Records for the task Block Start
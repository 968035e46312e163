//! Multi-region interface coupling and Jacobian assembly for a parallel
//! finite-volume device simulator.
//!
//! Several independently discretized regions can attach unknowns to the same
//! geometric mesh point. This crate merges those co-located unknowns into a
//! single representative row of the global sparse system: it groups the
//! per-region entries, plans the row folding that conserves the flux already
//! accumulated into dependent rows, reserves the Jacobian sparsity the
//! coupling will touch, and assembles the coupling residual and its exact
//! partial derivatives via forward-mode automatic differentiation.
//!
//! Mesh construction, the distributed matrix/vector internals and the outer
//! Newton driver are external collaborators; they are consumed through the
//! narrow interfaces in [`discretization::node_index`] and [`system`].

pub mod coupling;
pub mod discretization;
pub mod numerics;
pub mod system;
use super::group::InterfaceGroup;
use crate::discretization::node_index::NodeIndex;

/// Row-folding instructions for the system layer: add the value at each
/// source row into the matching destination row, then clear the source.
///
/// The three sequences are parallel and `clear_rows == src_rows`. A plan is
/// rebuilt at the start of every residual and Jacobian pass and consumed
/// immediately, never retained.
#[derive(Clone, Debug, Default, PartialEq)]
pub struct RowRedirectionPlan {
    pub src_rows: Vec<usize>,
    pub dst_rows: Vec<usize>,
    pub clear_rows: Vec<usize>,
}

impl RowRedirectionPlan {
    pub fn len(&self) -> usize {
        self.src_rows.len()
    }

    pub fn is_empty(&self) -> bool {
        self.src_rows.is_empty()
    }

    fn push(&mut self, src: usize, dst: usize) {
        self.src_rows.push(src);
        self.dst_rows.push(dst);
        self.clear_rows.push(src);
    }
}

/// Plan the folding of every dependent row into its representative's row.
///
/// The dependent DOF's governing equation is replaced by a coupling
/// constraint, but the flux neighboring volumes already integrated into its
/// row must still be conserved; folding moves it into the representative's
/// row instead of dropping it. One triple is emitted per dependent entry and
/// unknown slot.
pub fn redirection_plan(
    groups: &[InterfaceGroup],
    index: &NodeIndex,
    unknowns: usize,
) -> RowRedirectionPlan {
    let mut plan = RowRedirectionPlan::default();
    for group in groups {
        if !group.is_coupled() {
            continue;
        }
        let rep_row = index.global_offset(group.representative());
        for &dep in group.dependents() {
            let dep_row = index.global_offset(dep);
            for u in 0..unknowns {
                plan.push(dep_row + u, rep_row + u);
            }
        }
    }
    plan
}

#[cfg(test)]
mod tests {
    use super::*;
    use crate::coupling::group::gather_groups;
    use crate::coupling::PartitionContext;
    use crate::discretization::node_index::{FvmNode, NodeId, NodeIndex, RegionId};

    fn shared_node_index(regions: usize, unknowns: usize) -> NodeIndex {
        let mut b = NodeIndex::builder();
        for r in 0..regions {
            let off = r * unknowns;
            b.add_entry(FvmNode::new(RegionId(r), NodeId(0), off, off, 0));
        }
        b.build()
    }

    #[test]
    fn one_triple_per_dependent_and_unknown() {
        let ctx = PartitionContext::default();
        for regions in 2..=4 {
            let index = shared_node_index(regions, 2);
            let groups = gather_groups(&ctx, &index, &[NodeId(0)]).unwrap();
            let plan = redirection_plan(&groups, &index, 2);
            assert_eq!(plan.len(), 2 * (regions - 1));
            assert_eq!(plan.src_rows.len(), plan.dst_rows.len());
            assert_eq!(plan.clear_rows, plan.src_rows);
        }
    }

    #[test]
    fn rows_point_at_representative() {
        let ctx = PartitionContext::default();
        let index = shared_node_index(3, 2);
        let groups = gather_groups(&ctx, &index, &[NodeId(0)]).unwrap();
        let plan = redirection_plan(&groups, &index, 2);
        assert_eq!(plan.src_rows, vec![2, 3, 4, 5]);
        assert_eq!(plan.dst_rows, vec![0, 1, 0, 1]);
    }

    #[test]
    fn uncoupled_groups_emit_nothing() {
        let ctx = PartitionContext::default();
        let index = shared_node_index(1, 2);
        let groups = gather_groups(&ctx, &index, &[NodeId(0)]).unwrap();
        let plan = redirection_plan(&groups, &index, 2);
        assert!(plan.is_empty());
    }

    #[test]
    fn degenerate_offsets_are_emitted() {
        // Two entries aliasing the same global row (degenerate mesh): the
        // plan still records the pair; the fold is a no-op downstream.
        let mut b = NodeIndex::builder();
        b.add_entry(FvmNode::new(RegionId(0), NodeId(0), 0, 0, 0));
        b.add_entry(FvmNode::new(RegionId(1), NodeId(0), 0, 0, 0));
        let index = b.build();
        let groups = gather_groups(&PartitionContext::default(), &index, &[NodeId(0)]).unwrap();
        let plan = redirection_plan(&groups, &index, 1);
        assert_eq!(plan.src_rows, plan.dst_rows);
    }
}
Records for the task Block End
→ **How to complete this task**
Each line of the data is to be restated exactly.

→ **Solution to the problem**
repository 968035e46312e163
//! Multi-region interface coupling and Jacobian assembly for a parallel
//! finite-volume device simulator.
//!
//! Several independently discretized regions can attach unknowns to the same
//! geometric mesh point. This crate merges those co-located unknowns into a
//! single representative row of the global sparse system: it groups the
//! per-region entries, plans the row folding that conserves the flux already
//! accumulated into dependent rows, reserves the Jacobian sparsity the
//! coupling will touch, and assembles the coupling residual and its exact
//! partial derivatives via forward-mode automatic differentiation.
//!
//! Mesh construction, the distributed matrix/vector internals and the outer
//! Newton driver are external collaborators; they are consumed through the
//! narrow interfaces in [`discretization::node_index`] and [`system`].

pub mod coupling;
pub mod discretization;
pub mod numerics;
pub mod system;
use super::group::InterfaceGroup;
use crate::discretization::node_index::NodeIndex;

/// Row-folding instructions for the system layer: add the value at each
/// source row into the matching destination row, then clear the source.
///
/// The three sequences are parallel and `clear_rows == src_rows`. A plan is
/// rebuilt at the start of every residual and Jacobian pass and consumed
/// immediately, never retained.
#[derive(Clone, Debug, Default, PartialEq)]
pub struct RowRedirectionPlan {
    pub src_rows: Vec<usize>,
    pub dst_rows: Vec<usize>,
    pub clear_rows: Vec<usize>,
}

impl RowRedirectionPlan {
    pub fn len(&self) -> usize {
        self.src_rows.len()
    }

    pub fn is_empty(&self) -> bool {
        self.src_rows.is_empty()
    }

    fn push(&mut self, src: usize, dst: usize) {
        self.src_rows.push(src);
        self.dst_rows.push(dst);
        self.clear_rows.push(src);
    }
}

/// Plan the folding of every dependent row into its representative's row.
///
/// The dependent DOF's governing equation is replaced by a coupling
/// constraint, but the flux neighboring volumes already integrated into its
/// row must still be conserved; folding moves it into the representative's
/// row instead of dropping it. One triple is emitted per dependent entry and
/// unknown slot.
pub fn redirection_plan(
    groups: &[InterfaceGroup],
    index: &NodeIndex,
    unknowns: usize,
) -> RowRedirectionPlan {
    let mut plan = RowRedirectionPlan::default();
    for group in groups {
        if !group.is_coupled() {
            continue;
        }
        let rep_row = index.global_offset(group.representative());
        for &dep in group.dependents() {
            let dep_row = index.global_offset(dep);
            for u in 0..unknowns {
                plan.push(dep_row + u, rep_row + u);
            }
        }
    }
    plan
}

#[cfg(test)]
mod tests {
    use super::*;
    use crate::coupling::group::gather_groups;
    use crate::coupling::PartitionContext;
    use crate::discretization::node_index::{FvmNode, NodeId, NodeIndex, RegionId};

    fn shared_node_index(regions: usize, unknowns: usize) -> NodeIndex {
        let mut b = NodeIndex::builder();
        for r in 0..regions {
            let off = r * unknowns;
            b.add_entry(FvmNode::new(RegionId(r), NodeId(0), off, off, 0));
        }
        b.build()
    }

    #[test]
    fn one_triple_per_dependent_and_unknown() {
        let ctx = PartitionContext::default();
        for regions in 2..=4 {
            let index = shared_node_index(regions, 2);
            let groups = gather_groups(&ctx, &index, &[NodeId(0)]).unwrap();
            let plan = redirection_plan(&groups, &index, 2);
            assert_eq!(plan.len(), 2 * (regions - 1));
            assert_eq!(plan.src_rows.len(), plan.dst_rows.len());
            assert_eq!(plan.clear_rows, plan.src_rows);
        }
    }

    #[test]
    fn rows_point_at_representative() {
        let ctx = PartitionContext::default();
        let index = shared_node_index(3, 2);
        let groups = gather_groups(&ctx, &index, &[NodeId(0)]).unwrap();
        let plan = redirection_plan(&groups, &index, 2);
        assert_eq!(plan.src_rows, vec![2, 3, 4, 5]);
        assert_eq!(plan.dst_rows, vec![0, 1, 0, 1]);
    }

    #[test]
    fn uncoupled_groups_emit_nothing() {
        let ctx = PartitionContext::default();
        let index = shared_node_index(1, 2);
        let groups = gather_groups(&ctx, &index, &[NodeId(0)]).unwrap();
        let plan = redirection_plan(&groups, &index, 2);
        assert!(plan.is_empty());
    }

    #[test]
    fn degenerate_offsets_are_emitted() {
        // Two entries aliasing the same global row (degenerate mesh): the
        // plan still records the pair; the fold is a no-op downstream.
        let mut b = NodeIndex::builder();
        b.add_entry(FvmNode::new(RegionId(0), NodeId(0), 0, 0, 0));
        b.add_entry(FvmNode::new(RegionId(1), NodeId(0), 0, 0, 0));
        let index = b.build();
        let groups = gather_groups(&PartitionContext::default(), &index, &[NodeId(0)]).unwrap();
        let plan = redirection_plan(&groups, &index, 1);
        assert_eq!(plan.src_rows, plan.dst_rows);
    }
}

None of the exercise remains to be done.